Print, exactly as written, every line from the first line of the records below through the line containing "returned nothing usable.", and nothing further.

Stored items
□ □ □

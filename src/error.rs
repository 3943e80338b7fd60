//! Unified SDK error types.

use thiserror::Error;

use crate::envelope::state::EnvelopeState;

/// Top-level SDK error.
#[derive(Error, Debug)]
pub enum SdkError {
    #[error("RPC error: {0}")]
    Rpc(#[from] RpcError),

    #[error("Signer error: {0}")]
    Signer(#[from] SignerError),

    #[error("Lifecycle error: {0}")]
    Lifecycle(#[from] StateError),

    /// A required input is missing, empty or malformed. Nothing was signed or sent.
    #[error("Validation error: {0}")]
    Validation(String),

    /// A required on-chain read failed or returned nothing usable.
    #[error("Read of {function} failed: {reason}")]
    Read { function: String, reason: String },

    /// The contract call reverted or the provider refused the transaction.
    #[error("Submission failed: {0}")]
    Submission(String),

    #[error("ABI error: {0}")]
    Abi(#[from] alloy_sol_types::Error),

    #[error("Serialization error: {0}")]
    Serde(#[from] serde_json::Error),

    #[error("{0}")]
    Other(String),
}

impl SdkError {
    pub(crate) fn read(function: &str, reason: impl std::fmt::Display) -> Self {
        SdkError::Read {
            function: function.to_string(),
            reason: reason.to_string(),
        }
    }
}

/// Result alias used across the SDK.
pub type SdkResult<T> = Result<T, SdkError>;

/// JSON-RPC transport errors.
#[derive(Error, Debug)]
pub enum RpcError {
    #[cfg(feature = "http")]
    #[error("Request failed: {0}")]
    Reqwest(#[from] reqwest::Error),

    /// Error object returned inside a JSON-RPC response.
    #[error("RPC error {code}: {message}")]
    Remote { code: i64, message: String },

    #[error("Server error {status}: {body}")]
    ServerError { status: u16, body: String },

    #[error("Rate limited (retry after {retry_after_ms:?}ms)")]
    RateLimited { retry_after_ms: Option<u64> },

    #[error("Invalid response: {0}")]
    InvalidResponse(String),

    #[error("Timeout")]
    Timeout,

    #[error("Max retries exceeded after {attempts} attempts: {last_error}")]
    MaxRetriesExceeded { attempts: u32, last_error: String },
}

/// Signing errors.
#[derive(Error, Debug)]
pub enum SignerError {
    #[error("Invalid private key: {0}")]
    InvalidKey(String),

    /// The wallet declined or failed to produce a signature.
    #[error("Signing rejected: {0}")]
    Rejected(String),

    #[error("Invalid signature: {0}")]
    InvalidSignature(String),

    #[error("No account available")]
    NoAccount,
}

/// Envelope lifecycle violations.
#[derive(Error, Debug, Clone, PartialEq, Eq)]
pub enum StateError {
    #[error("Invalid transition {from} -> {to}")]
    InvalidTransition { from: EnvelopeState, to: EnvelopeState },

    #[error("Envelope already {0}")]
    Terminal(EnvelopeState),
}
//! EIP-191 `personal_sign` hashing, recovery, and a local k256 signer.
//!
//! Every signature in an envelope is a `personal_sign` over a canonical UTF-8
//! message:
//!
//! ```text
//! digest = keccak256("\x19Ethereum Signed Message:\n" ‖ len(message) ‖ message)
//! ```

pub mod local;

pub use local::LocalSigner;

use alloy_primitives::{Address, B256};
use k256::ecdsa::{RecoveryId, Signature, VerifyingKey};
use sha3::{Digest, Keccak256};

use crate::error::SignerError;
use crate::shared::EvmSignature;

/// EIP-191 version `0x45` digest of `message`.
pub fn eip191_hash(message: &[u8]) -> B256 {
    let mut hasher = Keccak256::new();
    hasher.update(format!("\x19Ethereum Signed Message:\n{}", message.len()).as_bytes());
    hasher.update(message);
    B256::from_slice(&hasher.finalize())
}

/// Ethereum address of a secp256k1 public key.
pub fn address_of(key: &VerifyingKey) -> Address {
    let point = key.to_encoded_point(false);
    let hash = Keccak256::digest(&point.as_bytes()[1..]);
    Address::from_slice(&hash[12..])
}

/// Recover the address that produced `signature` over `message`.
pub fn recover_signer(message: &str, signature: &EvmSignature) -> Result<Address, SignerError> {
    let digest = eip191_hash(message.as_bytes());
    let bytes = signature.as_bytes();

    let sig = Signature::from_slice(&bytes[..64])
        .map_err(|e| SignerError::InvalidSignature(e.to_string()))?;
    let recovery_id = RecoveryId::from_byte(signature.v().wrapping_sub(27))
        .ok_or_else(|| SignerError::InvalidSignature(format!("bad recovery byte {}", bytes[64])))?;

    let key = VerifyingKey::recover_from_prehash(digest.as_slice(), &sig, recovery_id)
        .map_err(|e| SignerError::InvalidSignature(e.to_string()))?;
    Ok(address_of(&key))
}

/// Whether `signature` over `message` was produced by `expected`.
pub fn verify_signer(message: &str, signature: &EvmSignature, expected: &Address) -> bool {
    recover_signer(message, signature)
        .map(|a| a == *expected)
        .unwrap_or(false)
}

#[cfg(test)]
mod tests {
    use super::*;

    #[test]
    fn test_eip191_hash_known_vector() {
        // personal_sign digest of "hello"
        let digest = eip191_hash(b"hello");
        assert_eq!(
            hex::encode(digest),
            "50b2c43fd39106bafbba0da34fc430e1f91e3c96ea2acee2bc34119f92b37750"
        );
    }

    #[test]
    fn test_eip191_hash_includes_length() {
        assert_ne!(eip191_hash(b"ab"), eip191_hash(b"a"));
    }

    #[test]
    fn test_recover_rejects_garbage() {
        let sig = EvmSignature::from_bytes([0u8; 65]);
        assert!(recover_signer("hello", &sig).is_err());
    }
}
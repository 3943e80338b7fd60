//! Action payload encoding.
//!
//! Every domain action (register a username, stake, place a swap order, ...)
//! is a plain input struct implementing [`ActionPayload`]. The trait fixes the
//! field order of the canonical message; the struct never touches a wallet.
//!
//! ```text
//! message = "{evvmID},{functionName},{field_1},...,{field_n}"
//! ```
//!
//! Changing a schema's field order or rendering changes every signature made
//! with it, so schemas are append-only in practice.

use alloy_primitives::{Address, U256};
use serde::{Deserialize, Serialize};

use crate::error::{SdkError, SignerError};
use crate::shared::canonical::join_message;
use crate::shared::EvmSignature;
use crate::signer::{verify_signer, LocalSigner};

/// A domain action with a fixed canonical schema.
pub trait ActionPayload {
    /// Contract function that verifies this action's signature.
    fn function_name(&self) -> &'static str;

    /// Domain nonce (separate numbering space from the payment nonce).
    fn nonce(&self) -> U256;

    /// Rendered fields in schema order, excluding `evvmID` and the function name.
    fn fields(&self) -> Vec<String>;

    /// Reject missing or malformed inputs before anything is signed.
    fn validate(&self) -> Result<(), SdkError> {
        Ok(())
    }

    fn canonical_message(&self, evvm_id: U256) -> String {
        join_message(evvm_id, self.function_name(), &self.fields())
    }
}

// ============================================================================
// SignableAction
// ============================================================================

/// An action bound to its actor, optionally carrying the actor's signature.
#[derive(Debug, Clone, PartialEq, Serialize, Deserialize)]
pub struct SignableAction<A> {
    pub actor: Address,
    pub evvm_id: U256,
    pub payload: A,
    pub signature: Option<EvmSignature>,
}

impl<A: ActionPayload> SignableAction<A> {
    pub fn new(actor: Address, evvm_id: U256, payload: A) -> Self {
        Self {
            actor,
            evvm_id,
            payload,
            signature: None,
        }
    }

    pub fn message(&self) -> String {
        self.payload.canonical_message(self.evvm_id)
    }

    pub fn nonce(&self) -> U256 {
        self.payload.nonce()
    }

    pub fn is_signed(&self) -> bool {
        self.signature.is_some_and(|s| !s.is_empty())
    }

    /// Attach a signature produced elsewhere (wallet, remote signer).
    pub fn apply_signature(&mut self, signature: EvmSignature) {
        self.signature = Some(signature);
    }

    /// Sign with a local key. The key must belong to the actor.
    pub fn sign_local(&mut self, signer: &LocalSigner) -> Result<(), SdkError> {
        if signer.address() != self.actor {
            return Err(SdkError::Validation(format!(
                "signer {} is not the action actor {}",
                signer.address(),
                self.actor
            )));
        }
        self.payload.validate()?;
        let signature = signer.sign_message(&self.message())?;
        self.signature = Some(signature);
        Ok(())
    }

    /// Whether the attached signature recovers to the actor.
    pub fn verify(&self) -> bool {
        match &self.signature {
            Some(sig) => verify_signer(&self.message(), sig, &self.actor),
            None => false,
        }
    }

    /// Signature bytes for the call; errors if unsigned.
    pub fn signature_bytes(&self) -> Result<alloy_primitives::Bytes, SdkError> {
        self.signature
            .filter(|s| !s.is_empty())
            .map(|s| s.to_bytes())
            .ok_or_else(|| {
                SdkError::Signer(SignerError::InvalidSignature(format!(
                    "{} action is not signed",
                    self.payload.function_name()
                )))
            })
    }
}
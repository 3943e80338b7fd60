//! Name service contract ABI.

use alloy_sol_types::sol;

sol! {
    #[sol(all_derives)]
    interface INameService {
        function preRegistrationUsername(
            address user,
            bytes32 hashPreRegisteredUsername,
            uint256 nonce,
            bytes signature,
            uint256 priorityFee_EVVM,
            uint256 nonce_EVVM,
            bool priorityFlag_EVVM,
            bytes signature_EVVM
        ) external;

        function registrationUsername(
            address user,
            string username,
            uint256 clowNumber,
            uint256 nonce,
            bytes signature,
            uint256 priorityFee_EVVM,
            uint256 nonce_EVVM,
            bool priorityFlag_EVVM,
            bytes signature_EVVM
        ) external;

        function makeOffer(
            address user,
            string username,
            uint256 expireDate,
            uint256 amount,
            uint256 nonce,
            bytes signature,
            uint256 priorityFee_EVVM,
            uint256 nonce_EVVM,
            bool priorityFlag_EVVM,
            bytes signature_EVVM
        ) external;

        function withdrawOffer(
            address user,
            string username,
            uint256 offerID,
            uint256 nonce,
            bytes signature,
            uint256 priorityFee_EVVM,
            uint256 nonce_EVVM,
            bool priorityFlag_EVVM,
            bytes signature_EVVM
        ) external;

        function acceptOffer(
            address user,
            string username,
            uint256 offerID,
            uint256 nonce,
            bytes signature,
            uint256 priorityFee_EVVM,
            uint256 nonce_EVVM,
            bool priorityFlag_EVVM,
            bytes signature_EVVM
        ) external;

        function renewUsername(
            address user,
            string username,
            uint256 nonce,
            bytes signature,
            uint256 priorityFee_EVVM,
            uint256 nonce_EVVM,
            bool priorityFlag_EVVM,
            bytes signature_EVVM
        ) external;

        function addCustomMetadata(
            address user,
            string identity,
            string value,
            uint256 nonce,
            bytes signature,
            uint256 priorityFee_EVVM,
            uint256 nonce_EVVM,
            bool priorityFlag_EVVM,
            bytes signature_EVVM
        ) external;

        function removeCustomMetadata(
            address user,
            string identity,
            uint256 key,
            uint256 nonce,
            bytes signature,
            uint256 priorityFee_EVVM,
            uint256 nonce_EVVM,
            bool priorityFlag_EVVM,
            bytes signature_EVVM
        ) external;

        function flushCustomMetadata(
            address user,
            string identity,
            uint256 nonce,
            bytes signature,
            uint256 priorityFee_EVVM,
            uint256 nonce_EVVM,
            bool priorityFlag_EVVM,
            bytes signature_EVVM
        ) external;

        function flushUsername(
            address user,
            string username,
            uint256 nonce,
            bytes signature,
            uint256 priorityFee_EVVM,
            uint256 nonce_EVVM,
            bool priorityFlag_EVVM,
            bytes signature_EVVM
        ) external;

        function isUsernameAvailable(string username) external view returns (bool);
        function getPriceOfRegistration(string username) external view returns (uint256);
        function seePriceToRenew(string username) external view returns (uint256);
        function getPriceToAddCustomMetadata() external view returns (uint256);
        function getPriceToRemoveCustomMetadata() external view returns (uint256);
        function getPriceToFlushCustomMetadata(string identity) external view returns (uint256);
        function getPriceToFlushUsername(string identity) external view returns (uint256);
        function getOwnerOfIdentity(string username) external view returns (address);
        function getEvvmAddress() external view returns (address);
    }
}
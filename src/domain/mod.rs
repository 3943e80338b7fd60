//! Domain modules organized as vertical slices, one per contract.
//!
//! Each sub-module contains:
//! - `mod.rs`: Typed inputs, action schemas, pricing policy, call builders
//! - `abi.rs`: `sol!` bindings for the contract
//! - `client.rs`: Sub-client that signs, assembles and submits

pub mod evvm;
pub mod name_service;
pub mod p2p_swap;
pub mod registry;
pub mod sensor;
pub mod staking;

use alloy_primitives::{Bytes, U256};

use crate::error::SdkResult;
use crate::payment::SignablePayment;

/// The `priorityFee_EVVM, nonce_EVVM, priorityFlag_EVVM, signature_EVVM`
/// arguments every service call appends for its payment.
#[derive(Debug, Clone, PartialEq, Eq)]
pub(crate) struct EvvmPaymentArgs {
    pub priority_fee: U256,
    pub nonce: U256,
    pub priority_flag: bool,
    pub signature: Bytes,
}

impl EvvmPaymentArgs {
    pub fn from_payment(payment: &SignablePayment) -> SdkResult<Self> {
        Ok(Self {
            priority_fee: payment.params.priority_fee,
            nonce: payment.params.nonce,
            priority_flag: payment.params.priority.flag(),
            signature: payment.signature_bytes()?,
        })
    }
}
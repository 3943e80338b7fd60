//! # EVVM Signature SDK
//!
//! Build, sign and submit EVVM transaction envelopes: a domain action and the
//! payment that pays for it, each signed over its own canonical message and
//! submitted together as one contract call.
//!
//! ## Architecture
//!
//! The SDK is organized in layers:
//!
//! 1. **Core**: Canonical messages, action and payment payloads, domain slices, envelopes (pure, no I/O)
//! 2. **Signing**: EIP-191 hashing, recovery, local secp256k1 keys
//! 3. **Transport**: `ConnectionProvider` capability and the JSON-RPC implementation
//! 4. **High-Level Client**: `EvvmClient` with nested sub-clients and a discovery cache
//!
//! ## Quick Start
//!
//! ```rust,ignore
//! use evvm_signature_sdk::prelude::*;
//!
//! let signer = LocalSigner::from_hex(&std::env::var("PRIVATE_KEY")?)?;
//! let client = EvvmClient::from_config_with_signer(EvvmConfig::default(), signer)?;
//!
//! let tx = client
//!     .payments()
//!     .pay(Transfer::new(Recipient::Identity("alice".into()), amount), &PaymentTerms::asynchronous())
//!     .await?;
//!
//! let terms = PaymentTerms::sync();
//! let renew = RenewUsername { username: "alice".into(), nonce: random_async_nonce() };
//! let mut envelope = client.name_service().build_renew(renew, &terms).await?;
//! client.submit(&mut envelope).await?;
//! ```

// ── Layer 1: Core ────────────────────────────────────────────────────────────

/// Shared newtypes, sentinels and canonical field rendering.
pub mod shared;

/// Action payloads and the canonical message rule.
pub mod action;

/// Payment payloads: pay, dispersePay, payment terms.
pub mod payment;

/// Domain modules (vertical slices): inputs, schemas, pricing, ABI, sub-clients.
pub mod domain;

/// Envelope assembly, submission and lifecycle.
pub mod envelope;

/// Unified SDK error types.
pub mod error;

/// Deployment constants.
pub mod network;

/// Serde configuration.
pub mod config;

// ── Layer 2: Signing ─────────────────────────────────────────────────────────

/// EIP-191 personal-sign hashing, recovery and local keys.
pub mod signer;

// ── Layer 3: Transport ───────────────────────────────────────────────────────

/// Connection capability: account, message signing, transactions, calls.
pub mod provider;

/// JSON-RPC wire types, retry policies and the HTTP client.
pub mod rpc;

// ── Layer 4: High-Level Client ───────────────────────────────────────────────

/// `EvvmClient`, the primary entry point.
pub mod client;

// ── Prelude ──────────────────────────────────────────────────────────────────

pub mod prelude {
    // Shared newtypes
    pub use crate::shared::{
        random_async_nonce, random_clow_number, EvmSignature, Priority, Recipient,
        PRINCIPAL_TOKEN, ZERO_ADDRESS,
    };

    // Payloads
    pub use crate::action::{ActionPayload, SignableAction};
    pub use crate::payment::{
        DispersePayment, DisperseRecipient, PaymentParams, PaymentTerms, SignablePayment,
    };

    // Domain inputs: EVVM core
    pub use crate::domain::evvm::{BatchOutcome, FaucetRequest, Transfer};

    // Domain inputs: name service
    pub use crate::domain::name_service::{
        AddCustomMetadata, CustomMetadata, FlushCustomMetadata, FlushUsername, MakeOffer,
        PreRegistrationUsername, RegistrationUsername, RemoveCustomMetadata, RenewUsername,
        ResolveOffer,
    };

    // Domain inputs: staking, swaps, sensors, registry
    pub use crate::domain::p2p_swap::{CancelOrder, DispatchFee, DispatchOrder, MakeOrder};
    pub use crate::domain::registry::{RegisterEvvm, Registration};
    pub use crate::domain::sensor::{SensorEvent, SensorEventType, SensorReading};
    pub use crate::domain::staking::{
        GoldenStaking, PresaleStaking, PublicServiceStaking, PublicStaking,
    };

    // Envelopes
    pub use crate::envelope::{EnvelopeState, TransactionEnvelope};

    // Errors
    pub use crate::error::{SdkError, SdkResult};

    // Configuration + network
    pub use crate::config::{ContractAddresses, EvvmConfig};
    pub use crate::network::{DEFAULT_RPC_URL, EVVM_ADDRESS, SEPOLIA_CHAIN_ID};

    // Signing + transport
    pub use crate::provider::{AccountRetry, ConnectionProvider, TransactionRequest};
    pub use crate::rpc::{RetryConfig, RetryPolicy};
    #[cfg(feature = "http")]
    pub use crate::rpc::JsonRpcClient;
    pub use crate::signer::LocalSigner;

    // Client + sub-clients
    pub use crate::client::{
        EvvmClient, EvvmClientBuilder, NameServiceClient, P2PSwapClient, PaymentsClient,
        RegistryClient, SensorsClient, StakingClient,
    };
}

□ □ □

## Exercise result
filename src/error.rs
repository 3943e80338b7fd60
//! Unified SDK error types.

use thiserror::Error;

use crate::envelope::state::EnvelopeState;

/// Top-level SDK error.
#[derive(Error, Debug)]
pub enum SdkError {
    #[error("RPC error: {0}")]
    Rpc(#[from] RpcError),

    #[error("Signer error: {0}")]
    Signer(#[from] SignerError),

    #[error("Lifecycle error: {0}")]
    Lifecycle(#[from] StateError),

    /// A required input is missing, empty or malformed. Nothing was signed or sent.
    #[error("Validation error: {0}")]
    Validation(String),

    /// A required on-chain read failed or returned nothing usable.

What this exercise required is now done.